Over a series of 40 briefing papers, we found that three subjects have emerged as key trends in online discourse around the election: disinformation narratives about voter fraud, calls for protest, and calls for violence. According to Jacob Davey, a Senior Research Manager at ISD, “these three trends have built throughout the run-up to the election and its aftermath and now form a feedback loop creating a febrile environment conducive to wide scale violence.”  

Voter fraud

Trump (and other GOP officials) began promulgating the voter fraud narrative long before 3 November, and only intensified their rhetoric as the election approached. On 28 October, at a rally in Phoenix, Trump refused to say he would accept any election result because of his fears of possible voter fraud. “The biggest problem we have is if they cheat with the ballots. That’s my biggest problem,” he said. “That’s my only thing — that’s the only thing I worry about.”    

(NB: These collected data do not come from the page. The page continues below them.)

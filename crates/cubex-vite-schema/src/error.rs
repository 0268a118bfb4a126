//! Errors raised while reading or writing the shared file formats.

use std::path::PathBuf;

use thiserror::Error;

pub type Result<T> = std::result::Result<T, SchemaError>;

#[derive(Debug, Error)]
pub enum SchemaError {
    #[error("invalid hot file url {content:?}: {reason}")]
    InvalidHotUrl { content: String, reason: String },

    #[error("malformed manifest {}: {source}", .path.display())]
    ManifestParse {
        path: PathBuf,
        #[source]
        source: serde_json::Error,
    },

    #[error("I/O error on {}: {source}", .path.display())]
    Io {
        path: PathBuf,
        #[source]
        source: std::io::Error,
    },
}
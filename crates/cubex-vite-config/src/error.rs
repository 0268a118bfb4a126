//! Error types for plugin configuration.

use std::path::PathBuf;

use thiserror::Error;

pub type Result<T> = std::result::Result<T, ConfigError>;

#[derive(Debug, Error)]
pub enum ConfigError {
    #[error("cubex-vite-plugin: missing configuration")]
    MissingConfiguration,

    #[error("cubex-vite-plugin: missing configuration for \"input\"")]
    MissingInput,

    #[error(
        "cubex-vite-plugin: \"{field}\" must be a subdirectory of the project root. E.g '{example}'"
    )]
    InvalidDirectory {
        field: &'static str,
        example: &'static str,
    },

    #[error("invalid config value for '{field}': {hint}")]
    InvalidValue { field: String, hint: String },

    #[error("config not found in {}", .0.display())]
    NotFound(PathBuf),

    #[error("failed to read env file {}: {message}", .path.display())]
    EnvFile { path: PathBuf, message: String },

    #[error("I/O error: {0}")]
    Io(#[from] std::io::Error),
}
//! `cubex-vite config`: print the bundler config patch.
//!
//! Output is a JSON object with the patch under `config` and the full-reload plugin
//! instances under `plugins`, for a bundler wrapper to merge.

use std::fs;
use std::path::PathBuf;

use cubex_vite_config::{configure, load_env, BundlerConfig, ConfigEnv, SsrOption};
use serde_json::json;

use crate::cli::{BundlerCommand, ConfigArgs};
use crate::commands::utils::{load_plugin_input, project_root, resolve_path};
use crate::error::{Result, ResultExt};

pub fn execute(args: ConfigArgs, cwd: Option<PathBuf>) -> Result<()> {
    let root = project_root(cwd)?;
    let input = load_plugin_input(&root, &args.entries)?;

    let mut user = match &args.user_config {
        Some(path) => {
            let path = resolve_path(path, &root);
            let content = fs::read_to_string(&path).with_path(&path)?;
            serde_json::from_str::<BundlerConfig>(&content)?
        }
        None => BundlerConfig::default(),
    };
    if args.ssr {
        user.build.get_or_insert_with(Default::default).ssr = Some(SsrOption::Toggle(true));
    }

    let env = match args.command {
        BundlerCommand::Build => ConfigEnv::build(args.mode()),
        BundlerCommand::Serve => ConfigEnv::serve(args.mode()),
    };
    let env_dir = user
        .env_dir
        .as_deref()
        .map_or_else(|| root.clone(), |dir| resolve_path(dir, &root));
    let vars = load_env(&env.mode, &env_dir, &[])?;

    let (patch, plugins) = configure(input, &root, &user, &env, &vars)?;
    tracing::debug!(command = ?env.command, mode = %env.mode, "derived bundler config");

    let output = json!({ "config": patch, "plugins": plugins });
    let rendered = if args.pretty {
        serde_json::to_string_pretty(&output)?
    } else {
        serde_json::to_string(&output)?
    };
    println!("{rendered}");

    Ok(())
}
//! Bundler command context and `.env` loading.

use std::collections::BTreeMap;
use std::path::{Path, PathBuf};

use serde::{Deserialize, Serialize};

use crate::error::{ConfigError, Result};

/// Bundler command the configuration is produced for.
#[derive(Debug, Clone, Copy, PartialEq, Eq, Serialize, Deserialize)]
#[serde(rename_all = "lowercase")]
pub enum Command {
    Build,
    Serve,
}

/// Command and mode, as handed to the plugin's config hook.
#[derive(Debug, Clone, PartialEq, Eq)]
pub struct ConfigEnv {
    pub command: Command,
    pub mode: String,
}

impl ConfigEnv {
    pub fn build(mode: impl Into<String>) -> Self {
        Self {
            command: Command::Build,
            mode: mode.into(),
        }
    }

    pub fn serve(mode: impl Into<String>) -> Self {
        Self {
            command: Command::Serve,
            mode: mode.into(),
        }
    }
}

/// Environment variables visible to the plugin.
#[derive(Debug, Clone, Default, PartialEq, Eq)]
pub struct EnvVars(BTreeMap<String, String>);

impl EnvVars {
    pub fn new() -> Self {
        Self::default()
    }

    pub fn get(&self, key: &str) -> Option<&str> {
        self.0.get(key).map(String::as_str)
    }

    /// Value of `key`, treating an empty string as unset.
    pub fn non_empty(&self, key: &str) -> Option<&str> {
        self.get(key).filter(|value| !value.is_empty())
    }

    pub fn insert(&mut self, key: impl Into<String>, value: impl Into<String>) {
        self.0.insert(key.into(), value.into());
    }

    pub fn len(&self) -> usize {
        self.0.len()
    }

    pub fn is_empty(&self) -> bool {
        self.0.is_empty()
    }
}

impl<K: Into<String>, V: Into<String>> FromIterator<(K, V)> for EnvVars {
    fn from_iter<I: IntoIterator<Item = (K, V)>>(iter: I) -> Self {
        Self(
            iter.into_iter()
                .map(|(k, v)| (k.into(), v.into()))
                .collect(),
        )
    }
}

/// Env files read for `mode`, lowest priority first.
pub fn env_files(env_dir: &Path, mode: &str) -> Vec<PathBuf> {
    vec![
        env_dir.join(".env"),
        env_dir.join(".env.local"),
        env_dir.join(format!(".env.{mode}")),
        env_dir.join(format!(".env.{mode}.local")),
    ]
}

/// Load variables the way the bundler does.
///
/// Later env files override earlier ones, and the process environment overrides
/// every file. Only keys starting with one of `prefixes` are kept; an empty prefix
/// list keeps everything. The process environment is never modified.
pub fn load_env(mode: &str, env_dir: &Path, prefixes: &[&str]) -> Result<EnvVars> {
    let keep = |key: &str| prefixes.is_empty() || prefixes.iter().any(|p| key.starts_with(p));
    let mut vars = EnvVars::new();

    for path in env_files(env_dir, mode) {
        if !path.is_file() {
            continue;
        }

        let entries = dotenvy::from_path_iter(&path).map_err(|e| ConfigError::EnvFile {
            path: path.clone(),
            message: e.to_string(),
        })?;

        for entry in entries {
            let (key, value) = entry.map_err(|e| ConfigError::EnvFile {
                path: path.clone(),
                message: e.to_string(),
            })?;
            if keep(&key) {
                vars.insert(key, value);
            }
        }

        tracing::debug!(path = %path.display(), "loaded env file");
    }

    let process_vars = std::env::vars_os()
        .filter_map(|(key, value)| Some((key.into_string().ok()?, value.into_string().ok()?)));

    for (key, value) in process_vars {
        if keep(&key) {
            vars.insert(key, value);
        }
    }

    Ok(vars)
}
//! `cubex-vite clean`: remove a hot file left behind by a crashed dev server.

use std::path::{Path, PathBuf};

use cubex_vite_config::PluginInput;
use cubex_vite_schema::HotFile;

use crate::cli::CleanArgs;
use crate::commands::utils::{load_plugin_input, project_root, resolve_path};
use crate::error::Result;
use crate::ui;

pub fn execute(args: CleanArgs, cwd: Option<PathBuf>) -> Result<()> {
    let root = project_root(cwd)?;

    let hot_file = match args.hot_file {
        Some(path) => HotFile::new(resolve_path(&path, &root)),
        None => configured_hot_file(&root)?,
    };

    if hot_file.remove()? {
        ui::success(&format!("Removed {}", hot_file.path().display()));
    } else {
        ui::info(&format!("No hot file at {}", hot_file.path().display()));
    }

    Ok(())
}

/// Hot file named by the discovered plugin options, or `<root>/.dev`.
fn configured_hot_file(root: &Path) -> Result<HotFile> {
    let configured = match load_plugin_input(root, &[])? {
        Some(PluginInput::Options(options)) => options.hot_file,
        _ => None,
    };

    Ok(match configured {
        Some(path) => HotFile::new(root.join(path)),
        None => HotFile::in_project(root),
    })
}
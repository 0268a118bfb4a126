//! Conversion of CLI errors into miette reports.

use cubex_vite_config::ConfigError;
use miette::Report;

use crate::error::CliError;

/// Convert a [`CliError`] into a report, attaching a help line where one applies.
pub fn cli_error_to_miette(err: CliError) -> Report {
    match err {
        CliError::Config(e) => config_error_to_miette(e),
        CliError::Resolve(e) => miette::miette!(
            help = "Rebuild the assets; the manifest is written by the production build",
            "{}",
            e
        ),
        CliError::Server(msg) => miette::miette!(
            help = "Pick another port with --port",
            "Server error: {}",
            msg
        ),
        other => miette::miette!("{}", other),
    }
}

fn config_error_to_miette(err: ConfigError) -> Report {
    match err {
        ConfigError::MissingConfiguration => miette::miette!(
            help = "Pass entry points as arguments, or add cubex-vite.toml / a \"cubex\" field in package.json",
            "{}",
            err
        ),
        ConfigError::MissingInput => miette::miette!(
            help = "Set `input` to the entry points to build, e.g. input = [\"src/app.ts\"]",
            "{}",
            err
        ),
        ConfigError::InvalidDirectory { .. } => miette::miette!(
            help = "Directories are relative to the project root and cannot be empty",
            "{}",
            err
        ),
        other => miette::miette!("{}", other),
    }
}
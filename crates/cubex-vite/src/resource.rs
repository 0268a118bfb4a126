//! Classification of resolved references.

use cubex_vite_schema::DEV_CLIENT_ENTRY;

const SCRIPT_EXTENSIONS: &[&str] = &[".js", ".ts", ".tsx"];
const STYLE_EXTENSIONS: &[&str] = &[".css", ".scss", ".sass"];

#[derive(Debug, Clone, Copy, PartialEq, Eq, Hash)]
pub enum ResourceKind {
    Script,
    Style,
}

impl ResourceKind {
    /// Kind of a resolved reference, judged by its extension.
    ///
    /// References ending in the dev client id are scripts. Anything else that is
    /// neither a script nor a style returns `None` and is not emitted.
    ///
    /// ```
    /// use cubex_vite::ResourceKind;
    ///
    /// assert_eq!(ResourceKind::classify("assets/app-ABC123.js"), Some(ResourceKind::Script));
    /// assert_eq!(ResourceKind::classify("http://localhost:5173/@vite/client"), Some(ResourceKind::Script));
    /// assert_eq!(ResourceKind::classify("src/app.scss"), Some(ResourceKind::Style));
    /// assert_eq!(ResourceKind::classify("fonts/inter.woff2"), None);
    /// ```
    pub fn classify(reference: &str) -> Option<Self> {
        let path = strip_query(reference);

        if path.ends_with(DEV_CLIENT_ENTRY) || SCRIPT_EXTENSIONS.iter().any(|ext| path.ends_with(ext))
        {
            return Some(ResourceKind::Script);
        }
        if STYLE_EXTENSIONS.iter().any(|ext| path.ends_with(ext)) {
            return Some(ResourceKind::Style);
        }
        None
    }
}

/// `app.js?v=3#x` → `app.js`
fn strip_query(reference: &str) -> &str {
    let end = reference.find(['?', '#']).unwrap_or(reference.len());
    &reference[..end]
}

#[cfg(test)]
mod tests {
    use super::*;

    #[test]
    fn scripts() {
        for reference in ["a.js", "b.ts", "c.tsx", "@vite/client", "/x/y.js?v=1"] {
            assert_eq!(ResourceKind::classify(reference), Some(ResourceKind::Script), "{reference}");
        }
    }

    #[test]
    fn styles() {
        for reference in ["a.css", "b.scss", "c.sass"] {
            assert_eq!(ResourceKind::classify(reference), Some(ResourceKind::Style), "{reference}");
        }
    }

    #[test]
    fn unknown_extensions_are_dropped() {
        for reference in ["a.json", "b.png", "c.jsx.map", "assets/views/example", ""] {
            assert_eq!(ResourceKind::classify(reference), None, "{reference}");
        }
    }
}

The effects of such comments online were plain to see – especially in spaces where extremist rhetoric is rife. In the run up to the election, the /pol/ board of the site 4chan, an anonymous image board with a “no rules” policy and a venue of choice for those posting extremist, hateful and conspiratorial content, began hosting a series of threads discussing the potential for voter fraud. These centred on a thread made on 18/10/2020 where a user leaked voter information from Oregon to the platform, driving speculation that this information could be used to change the address where a ballot was sent, to change absentee votes, or even to cast illegal votes for a particular candidate.  

Tweets, posts and shared content on voter fraud against Donald Trump began to spread across social media, including onto the most prominent platforms. On 3 November, users in the Facebook group Voter and Poll Fraud Watch shared a post with an article claiming that 40,000 mail-in ballots had gone missing in Pennsylvania. It was now a disinformation cascade. As Davey observes, “the days preceding the election in particular show how the increase in disinforming content contesting the voting process reinforced the voter fraud narrative which had been seeded for months by users online and senior Republican officials.”  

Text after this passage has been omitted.